India’s Minister of Health said Tuesday the Indian government had signed procurement agreements for 11 million doses of Covishield at Indian rupees 200 ($ 2.74) per dose and 5.5 million doses of Covaxin at an average cost of Rs 206 per shot, which is likely cheaper than what it will cost in the private market.

Several other candidates, including a second domestically developed vaccine from Zydus Cadila, are currently in clinical testing.

Possible risks

India currently has more than 10.5 million reported coronavirus cases, second only to the US. According to the Johns Hopkins University, more than 151,000 people have died of Covid-19 in India. However, figures reported daily show that the number of cases of active infections is decreasing.

South Asia’s largest country is also the world’s largest manufacturer of vaccines and is believed to produce about 60% of all vaccines sold worldwide.

As a result, India’s production of Covid vaccines is expected to play an important role in global immunization against the disease.

Eurasia Group’s Bery said that despite the government’s optimism, two major risks could potentially slow the launch of the vaccination campaign.

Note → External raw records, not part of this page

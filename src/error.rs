//! Pipeline-level error type.

use thiserror::Error;

use crate::scholar::RetrievalError;

/// Errors that abort a verification run.
///
/// Per-candidate evaluation failures never show up here; they are absorbed
/// by the evaluator.
#[derive(Debug, Error)]
pub enum VerifierError {
    /// Missing or invalid configuration, raised before any network call.
    #[error("configuration error: {0}")]
    Configuration(String),

    /// Retrieval failed; no report is produced.
    #[error("retrieval failed for query {query:?}: {source}")]
    Retrieval {
        /// Query being verified.
        query: String,
        /// Underlying retrieval failure.
        #[source]
        source: RetrievalError,
    },

    /// The report sink could not write the report.
    #[error("failed to write report: {0}")]
    Report(#[from] std::io::Error),
}

impl VerifierError {
    /// Name of the pipeline stage that failed.
    #[must_use]
    pub const fn stage(&self) -> &'static str {
        match self {
            Self::Configuration(_) => "configuration",
            Self::Retrieval { .. } => "retrieval",
            Self::Report(_) => "report",
        }
    }

    /// HTTP status reported by the search service, if the run failed on one.
    #[must_use]
    pub const fn status(&self) -> Option<u16> {
        match self {
            Self::Retrieval { source, .. } => source.status(),
            Self::Configuration(_) | Self::Report(_) => None,
        }
    }

    /// Check if the run failed because the search service kept rate limiting.
    #[must_use]
    pub const fn is_rate_limited(&self) -> bool {
        matches!(
            self,
            Self::Retrieval {
                source: RetrievalError::Exhausted { .. },
                ..
            }
        )
    }
}

impl From<url::ParseError> for VerifierError {
    fn from(value: url::ParseError) -> Self {
        Self::Configuration(format!("invalid URL: {value}"))
    }
}

/// Convenience result alias for pipeline operations.
pub type VerifierResult<T> = Result<T, VerifierError>;

#[cfg(test)]
mod tests {
    use super::*;

    #[test]
    fn test_retrieval_error_carries_context() {
        let err = VerifierError::Retrieval {
            query: "X".to_string(),
            source: RetrievalError::Exhausted { attempts: 5 },
        };
        assert_eq!(err.stage(), "retrieval");
        assert!(err.is_rate_limited());
        assert_eq!(err.status(), Some(429));
        assert_eq!(
            err.to_string(),
            "retrieval failed for query \"X\": rate limit exceeded after 5 attempts"
        );
    }

    #[test]
    fn test_configuration_stage() {
        let err = VerifierError::Configuration("GEMINI_API_KEY is not set".to_string());
        assert_eq!(err.stage(), "configuration");
        assert!(!err.is_rate_limited());
        assert_eq!(err.status(), None);
    }

    #[test]
    fn test_status_error_is_not_rate_limited() {
        let err = VerifierError::Retrieval {
            query: "X".to_string(),
            source: RetrievalError::Status {
                status: 403,
                body: "forbidden".to_string(),
            },
        };
        assert!(!err.is_rate_limited());
        assert_eq!(err.status(), Some(403));
    }
}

“First, vaccine production capacity will be limited even in best-case scenarios,” he said, adding that if local vaccine manufacturers cannot produce the 600 million doses needed to vaccinate the first 300 million people, “India’s vaccination schedule – and the export of vaccines to other countries could be significantly delayed. “

The second risk is that India’s vaccination campaign is highly dependent on state governments, “whose capacities and expertise vary widely,” Bery said. “Effective coordination between the central government and the state government is required, which has not been (Prime Minister Narendra) Modi’s strength.”